[SOURCE MATERIAL — start]

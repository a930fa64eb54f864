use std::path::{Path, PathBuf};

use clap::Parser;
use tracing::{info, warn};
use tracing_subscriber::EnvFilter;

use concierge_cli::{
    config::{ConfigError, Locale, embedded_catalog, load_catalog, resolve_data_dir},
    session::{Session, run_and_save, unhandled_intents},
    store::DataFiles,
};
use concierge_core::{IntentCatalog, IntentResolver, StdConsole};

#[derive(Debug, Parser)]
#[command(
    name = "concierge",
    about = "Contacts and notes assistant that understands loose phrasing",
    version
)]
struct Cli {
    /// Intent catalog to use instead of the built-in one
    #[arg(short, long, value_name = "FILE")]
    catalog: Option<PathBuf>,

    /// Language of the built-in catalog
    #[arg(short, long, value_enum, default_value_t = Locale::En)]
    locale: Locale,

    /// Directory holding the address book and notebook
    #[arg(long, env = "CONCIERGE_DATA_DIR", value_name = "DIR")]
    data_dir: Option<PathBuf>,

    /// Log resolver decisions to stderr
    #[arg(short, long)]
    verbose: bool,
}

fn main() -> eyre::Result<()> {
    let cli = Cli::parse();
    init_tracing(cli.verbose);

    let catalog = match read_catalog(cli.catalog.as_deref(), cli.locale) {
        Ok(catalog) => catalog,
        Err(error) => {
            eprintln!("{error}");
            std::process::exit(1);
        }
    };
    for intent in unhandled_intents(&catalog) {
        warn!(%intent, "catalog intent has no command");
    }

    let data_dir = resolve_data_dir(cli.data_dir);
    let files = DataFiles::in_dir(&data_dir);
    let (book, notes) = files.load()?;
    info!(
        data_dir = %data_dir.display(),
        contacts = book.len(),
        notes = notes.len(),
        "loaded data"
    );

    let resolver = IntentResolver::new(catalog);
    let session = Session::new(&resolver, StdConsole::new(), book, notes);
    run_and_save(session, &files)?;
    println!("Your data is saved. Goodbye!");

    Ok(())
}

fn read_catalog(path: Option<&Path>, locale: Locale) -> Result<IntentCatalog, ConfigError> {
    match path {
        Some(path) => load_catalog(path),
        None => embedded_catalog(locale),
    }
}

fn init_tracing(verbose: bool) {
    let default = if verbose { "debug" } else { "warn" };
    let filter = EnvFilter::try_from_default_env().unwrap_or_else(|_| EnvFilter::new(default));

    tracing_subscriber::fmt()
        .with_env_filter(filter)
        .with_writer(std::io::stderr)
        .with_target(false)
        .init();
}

[SOURCE MATERIAL — finish]
[SOURCE MATERIAL — start]

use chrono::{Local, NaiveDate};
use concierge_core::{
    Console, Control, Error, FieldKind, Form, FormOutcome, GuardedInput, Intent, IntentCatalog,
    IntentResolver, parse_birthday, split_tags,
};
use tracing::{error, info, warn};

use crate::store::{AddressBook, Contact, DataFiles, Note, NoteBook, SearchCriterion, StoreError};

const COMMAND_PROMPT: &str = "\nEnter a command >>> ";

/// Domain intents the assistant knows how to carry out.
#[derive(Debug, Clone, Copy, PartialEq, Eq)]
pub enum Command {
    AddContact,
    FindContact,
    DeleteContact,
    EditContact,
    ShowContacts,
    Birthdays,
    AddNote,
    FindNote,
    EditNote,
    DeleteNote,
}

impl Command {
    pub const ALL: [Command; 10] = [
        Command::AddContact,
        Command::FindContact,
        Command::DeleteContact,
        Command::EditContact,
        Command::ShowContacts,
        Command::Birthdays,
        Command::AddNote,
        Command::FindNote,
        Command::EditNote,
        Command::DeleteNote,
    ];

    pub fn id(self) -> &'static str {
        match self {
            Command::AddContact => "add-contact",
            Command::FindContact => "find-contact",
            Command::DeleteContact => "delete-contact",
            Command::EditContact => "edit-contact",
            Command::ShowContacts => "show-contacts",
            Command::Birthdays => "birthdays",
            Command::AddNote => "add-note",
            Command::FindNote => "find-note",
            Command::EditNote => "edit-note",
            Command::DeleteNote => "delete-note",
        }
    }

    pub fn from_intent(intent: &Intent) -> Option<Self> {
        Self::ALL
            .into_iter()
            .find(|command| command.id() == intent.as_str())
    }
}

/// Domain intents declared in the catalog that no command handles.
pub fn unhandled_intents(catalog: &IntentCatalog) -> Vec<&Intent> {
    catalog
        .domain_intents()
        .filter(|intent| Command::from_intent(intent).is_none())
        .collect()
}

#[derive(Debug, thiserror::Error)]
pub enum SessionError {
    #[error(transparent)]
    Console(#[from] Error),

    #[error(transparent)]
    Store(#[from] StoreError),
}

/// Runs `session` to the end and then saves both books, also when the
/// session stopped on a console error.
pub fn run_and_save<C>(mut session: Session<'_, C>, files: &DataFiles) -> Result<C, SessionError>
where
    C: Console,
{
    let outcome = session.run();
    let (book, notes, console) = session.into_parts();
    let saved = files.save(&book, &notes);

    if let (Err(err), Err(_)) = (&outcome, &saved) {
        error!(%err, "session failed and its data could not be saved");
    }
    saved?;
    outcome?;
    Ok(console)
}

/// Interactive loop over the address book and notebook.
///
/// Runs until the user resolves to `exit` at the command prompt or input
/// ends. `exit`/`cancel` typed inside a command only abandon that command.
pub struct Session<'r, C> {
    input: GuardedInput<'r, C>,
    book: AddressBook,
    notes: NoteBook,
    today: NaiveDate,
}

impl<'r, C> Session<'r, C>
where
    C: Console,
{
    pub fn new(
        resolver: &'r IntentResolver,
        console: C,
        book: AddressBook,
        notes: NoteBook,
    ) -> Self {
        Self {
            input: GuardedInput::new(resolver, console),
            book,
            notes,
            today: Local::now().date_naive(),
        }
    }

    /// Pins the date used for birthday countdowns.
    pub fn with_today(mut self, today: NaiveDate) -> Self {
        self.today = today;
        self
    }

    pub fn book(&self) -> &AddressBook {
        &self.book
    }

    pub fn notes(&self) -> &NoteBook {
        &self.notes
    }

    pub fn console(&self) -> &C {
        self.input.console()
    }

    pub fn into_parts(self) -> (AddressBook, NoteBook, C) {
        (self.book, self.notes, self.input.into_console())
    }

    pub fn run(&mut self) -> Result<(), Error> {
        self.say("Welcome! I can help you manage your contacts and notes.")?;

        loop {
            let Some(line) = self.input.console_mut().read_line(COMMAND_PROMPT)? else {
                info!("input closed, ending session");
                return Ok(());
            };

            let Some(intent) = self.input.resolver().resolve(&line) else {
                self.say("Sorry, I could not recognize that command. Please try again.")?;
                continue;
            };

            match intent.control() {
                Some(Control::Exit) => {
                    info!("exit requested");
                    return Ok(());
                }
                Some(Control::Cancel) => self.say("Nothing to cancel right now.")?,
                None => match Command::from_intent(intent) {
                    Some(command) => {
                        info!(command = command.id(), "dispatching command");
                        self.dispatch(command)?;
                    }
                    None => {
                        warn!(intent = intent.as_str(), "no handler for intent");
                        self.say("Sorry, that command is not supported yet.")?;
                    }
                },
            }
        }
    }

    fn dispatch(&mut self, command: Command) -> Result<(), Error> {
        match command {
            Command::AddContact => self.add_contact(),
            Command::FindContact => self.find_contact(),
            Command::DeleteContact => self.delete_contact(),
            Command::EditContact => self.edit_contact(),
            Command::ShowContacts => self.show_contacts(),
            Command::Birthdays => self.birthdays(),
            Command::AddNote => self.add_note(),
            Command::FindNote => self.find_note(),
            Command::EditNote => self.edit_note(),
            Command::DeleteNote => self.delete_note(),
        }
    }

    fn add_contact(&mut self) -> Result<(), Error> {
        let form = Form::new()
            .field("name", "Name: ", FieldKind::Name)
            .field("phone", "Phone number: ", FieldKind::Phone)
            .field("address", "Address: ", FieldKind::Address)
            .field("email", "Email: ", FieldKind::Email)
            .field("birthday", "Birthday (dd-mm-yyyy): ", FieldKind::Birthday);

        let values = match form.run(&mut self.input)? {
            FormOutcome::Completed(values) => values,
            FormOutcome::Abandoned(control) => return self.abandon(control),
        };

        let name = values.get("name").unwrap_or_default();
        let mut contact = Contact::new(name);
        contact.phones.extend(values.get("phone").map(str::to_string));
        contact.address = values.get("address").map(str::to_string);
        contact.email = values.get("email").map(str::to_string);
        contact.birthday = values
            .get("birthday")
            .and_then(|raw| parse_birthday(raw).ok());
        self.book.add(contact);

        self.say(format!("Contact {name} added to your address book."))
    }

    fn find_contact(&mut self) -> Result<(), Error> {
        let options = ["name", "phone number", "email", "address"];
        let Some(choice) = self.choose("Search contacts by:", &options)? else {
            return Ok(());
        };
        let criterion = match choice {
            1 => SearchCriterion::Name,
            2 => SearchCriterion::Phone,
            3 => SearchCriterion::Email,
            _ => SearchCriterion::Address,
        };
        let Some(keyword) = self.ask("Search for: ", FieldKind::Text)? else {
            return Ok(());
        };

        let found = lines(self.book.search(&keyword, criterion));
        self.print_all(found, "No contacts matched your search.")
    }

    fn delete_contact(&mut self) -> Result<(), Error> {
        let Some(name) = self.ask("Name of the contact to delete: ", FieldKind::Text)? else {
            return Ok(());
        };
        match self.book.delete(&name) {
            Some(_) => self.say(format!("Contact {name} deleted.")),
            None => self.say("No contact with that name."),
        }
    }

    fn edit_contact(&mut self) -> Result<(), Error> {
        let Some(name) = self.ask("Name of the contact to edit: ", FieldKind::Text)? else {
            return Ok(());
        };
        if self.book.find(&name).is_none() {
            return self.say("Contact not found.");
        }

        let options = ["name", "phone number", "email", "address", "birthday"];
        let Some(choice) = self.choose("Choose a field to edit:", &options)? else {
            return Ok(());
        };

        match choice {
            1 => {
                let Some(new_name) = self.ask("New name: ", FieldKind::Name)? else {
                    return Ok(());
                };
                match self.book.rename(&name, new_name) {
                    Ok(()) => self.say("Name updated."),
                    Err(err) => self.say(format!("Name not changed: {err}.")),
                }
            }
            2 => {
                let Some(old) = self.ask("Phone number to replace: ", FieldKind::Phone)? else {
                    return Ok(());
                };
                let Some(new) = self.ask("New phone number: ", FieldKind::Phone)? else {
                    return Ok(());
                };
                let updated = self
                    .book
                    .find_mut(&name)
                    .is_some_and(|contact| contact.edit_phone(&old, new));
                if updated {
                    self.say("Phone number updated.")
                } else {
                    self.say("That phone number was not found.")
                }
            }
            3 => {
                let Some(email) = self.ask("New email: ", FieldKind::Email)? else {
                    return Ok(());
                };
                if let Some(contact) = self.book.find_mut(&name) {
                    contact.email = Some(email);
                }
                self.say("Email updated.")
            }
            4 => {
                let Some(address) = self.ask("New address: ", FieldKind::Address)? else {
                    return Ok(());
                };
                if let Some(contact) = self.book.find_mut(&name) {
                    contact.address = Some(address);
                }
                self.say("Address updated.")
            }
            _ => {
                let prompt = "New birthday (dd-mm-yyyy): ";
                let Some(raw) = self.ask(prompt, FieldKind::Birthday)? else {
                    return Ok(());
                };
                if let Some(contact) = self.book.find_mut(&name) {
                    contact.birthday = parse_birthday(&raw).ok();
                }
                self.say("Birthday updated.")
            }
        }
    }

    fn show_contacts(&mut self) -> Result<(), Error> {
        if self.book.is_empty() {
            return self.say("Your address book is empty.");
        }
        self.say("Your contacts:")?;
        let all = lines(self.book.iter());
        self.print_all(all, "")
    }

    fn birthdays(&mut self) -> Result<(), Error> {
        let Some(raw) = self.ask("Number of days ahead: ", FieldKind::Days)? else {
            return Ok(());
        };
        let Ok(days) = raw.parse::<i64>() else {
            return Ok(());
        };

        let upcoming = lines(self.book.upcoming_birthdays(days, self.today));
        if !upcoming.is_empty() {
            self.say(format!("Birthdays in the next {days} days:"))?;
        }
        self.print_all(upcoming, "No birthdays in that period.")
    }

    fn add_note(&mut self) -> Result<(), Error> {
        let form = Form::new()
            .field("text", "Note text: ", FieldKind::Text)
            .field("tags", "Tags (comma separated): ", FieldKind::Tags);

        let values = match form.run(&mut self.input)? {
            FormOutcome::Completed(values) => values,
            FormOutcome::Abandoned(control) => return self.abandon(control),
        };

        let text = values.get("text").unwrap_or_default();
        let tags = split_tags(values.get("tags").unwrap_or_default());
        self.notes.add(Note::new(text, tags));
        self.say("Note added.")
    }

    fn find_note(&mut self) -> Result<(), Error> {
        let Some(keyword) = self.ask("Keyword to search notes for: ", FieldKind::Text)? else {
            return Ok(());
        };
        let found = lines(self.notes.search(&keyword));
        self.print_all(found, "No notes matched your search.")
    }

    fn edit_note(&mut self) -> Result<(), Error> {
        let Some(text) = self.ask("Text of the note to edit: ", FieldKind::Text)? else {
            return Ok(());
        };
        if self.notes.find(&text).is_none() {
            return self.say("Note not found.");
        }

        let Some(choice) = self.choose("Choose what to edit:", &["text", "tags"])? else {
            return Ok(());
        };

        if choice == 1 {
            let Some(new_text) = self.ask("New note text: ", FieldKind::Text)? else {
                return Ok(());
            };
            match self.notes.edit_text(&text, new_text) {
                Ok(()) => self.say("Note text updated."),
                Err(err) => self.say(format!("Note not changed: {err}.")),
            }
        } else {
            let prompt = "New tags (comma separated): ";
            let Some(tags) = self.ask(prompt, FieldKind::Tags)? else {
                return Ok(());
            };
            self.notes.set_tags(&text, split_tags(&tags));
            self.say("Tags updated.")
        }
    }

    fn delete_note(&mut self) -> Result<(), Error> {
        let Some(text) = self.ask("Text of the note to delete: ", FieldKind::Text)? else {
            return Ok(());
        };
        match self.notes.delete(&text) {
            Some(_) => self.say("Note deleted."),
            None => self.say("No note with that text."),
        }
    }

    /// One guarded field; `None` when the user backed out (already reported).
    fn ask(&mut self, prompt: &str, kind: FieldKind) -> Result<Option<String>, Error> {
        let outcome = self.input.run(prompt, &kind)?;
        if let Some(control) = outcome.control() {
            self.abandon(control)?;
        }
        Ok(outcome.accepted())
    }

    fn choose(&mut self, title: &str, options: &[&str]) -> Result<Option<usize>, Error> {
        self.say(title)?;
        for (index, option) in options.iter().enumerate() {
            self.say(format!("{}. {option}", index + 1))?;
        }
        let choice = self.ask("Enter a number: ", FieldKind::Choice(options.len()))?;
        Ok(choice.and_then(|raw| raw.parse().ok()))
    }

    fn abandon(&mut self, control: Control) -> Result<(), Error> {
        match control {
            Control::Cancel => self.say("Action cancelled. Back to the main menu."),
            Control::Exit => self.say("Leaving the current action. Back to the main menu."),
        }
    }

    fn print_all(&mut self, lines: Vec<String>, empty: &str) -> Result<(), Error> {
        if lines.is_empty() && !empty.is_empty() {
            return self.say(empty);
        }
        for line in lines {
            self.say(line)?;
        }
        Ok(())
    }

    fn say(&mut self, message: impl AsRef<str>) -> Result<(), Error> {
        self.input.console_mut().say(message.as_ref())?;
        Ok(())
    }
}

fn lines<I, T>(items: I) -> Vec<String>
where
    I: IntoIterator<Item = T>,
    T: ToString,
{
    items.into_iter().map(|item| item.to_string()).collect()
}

[SOURCE MATERIAL — finish]
[SOURCE MATERIAL — start]

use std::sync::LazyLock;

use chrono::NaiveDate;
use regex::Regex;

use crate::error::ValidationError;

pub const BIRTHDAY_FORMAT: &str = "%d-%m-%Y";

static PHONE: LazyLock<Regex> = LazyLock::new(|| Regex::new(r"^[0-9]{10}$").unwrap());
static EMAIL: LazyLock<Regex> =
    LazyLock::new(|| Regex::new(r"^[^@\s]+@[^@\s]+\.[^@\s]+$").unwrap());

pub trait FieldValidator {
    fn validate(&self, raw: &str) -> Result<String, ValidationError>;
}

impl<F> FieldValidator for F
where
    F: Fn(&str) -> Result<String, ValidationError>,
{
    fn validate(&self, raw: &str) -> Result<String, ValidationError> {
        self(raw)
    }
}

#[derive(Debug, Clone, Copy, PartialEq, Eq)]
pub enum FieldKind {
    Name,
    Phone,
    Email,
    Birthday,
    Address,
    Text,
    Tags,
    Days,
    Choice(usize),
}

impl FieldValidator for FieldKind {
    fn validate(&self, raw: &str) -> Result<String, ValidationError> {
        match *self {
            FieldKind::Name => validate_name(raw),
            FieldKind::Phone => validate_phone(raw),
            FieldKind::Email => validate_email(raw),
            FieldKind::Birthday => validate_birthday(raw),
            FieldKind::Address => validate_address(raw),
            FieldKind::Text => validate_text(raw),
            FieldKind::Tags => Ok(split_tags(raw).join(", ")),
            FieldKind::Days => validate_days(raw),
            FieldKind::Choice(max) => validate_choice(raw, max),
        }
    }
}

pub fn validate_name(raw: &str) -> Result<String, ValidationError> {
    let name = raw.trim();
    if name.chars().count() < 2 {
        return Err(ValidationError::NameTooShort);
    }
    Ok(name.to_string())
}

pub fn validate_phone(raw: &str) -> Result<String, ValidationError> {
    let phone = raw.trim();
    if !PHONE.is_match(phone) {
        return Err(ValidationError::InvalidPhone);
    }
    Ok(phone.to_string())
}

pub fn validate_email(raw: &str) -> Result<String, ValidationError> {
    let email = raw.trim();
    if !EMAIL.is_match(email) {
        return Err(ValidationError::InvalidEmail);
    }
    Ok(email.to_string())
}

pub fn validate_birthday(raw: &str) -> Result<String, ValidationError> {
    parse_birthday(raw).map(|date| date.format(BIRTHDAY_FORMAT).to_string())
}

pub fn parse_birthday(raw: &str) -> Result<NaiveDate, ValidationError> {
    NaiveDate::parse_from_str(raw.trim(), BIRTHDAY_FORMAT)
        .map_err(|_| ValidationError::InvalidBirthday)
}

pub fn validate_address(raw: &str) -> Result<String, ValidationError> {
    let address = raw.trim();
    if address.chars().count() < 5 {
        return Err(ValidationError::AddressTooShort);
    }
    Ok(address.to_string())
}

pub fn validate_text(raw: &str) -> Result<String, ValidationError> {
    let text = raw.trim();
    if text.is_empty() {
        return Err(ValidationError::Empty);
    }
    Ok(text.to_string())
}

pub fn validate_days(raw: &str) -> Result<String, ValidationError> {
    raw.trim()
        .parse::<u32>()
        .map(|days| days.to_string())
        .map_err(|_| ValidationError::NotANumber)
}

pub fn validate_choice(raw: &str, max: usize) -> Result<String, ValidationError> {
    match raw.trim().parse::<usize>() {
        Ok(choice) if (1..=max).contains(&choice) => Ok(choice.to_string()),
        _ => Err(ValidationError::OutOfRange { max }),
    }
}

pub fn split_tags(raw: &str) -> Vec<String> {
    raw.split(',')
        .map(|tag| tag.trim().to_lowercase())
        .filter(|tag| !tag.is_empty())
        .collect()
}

[SOURCE MATERIAL — finish]

Only lines holding the word "separated" are wanted, so copy each of them from the records above.

            .field("tags", "Tags (comma separated): ", FieldKind::Tags);
            let prompt = "New tags (comma separated): ";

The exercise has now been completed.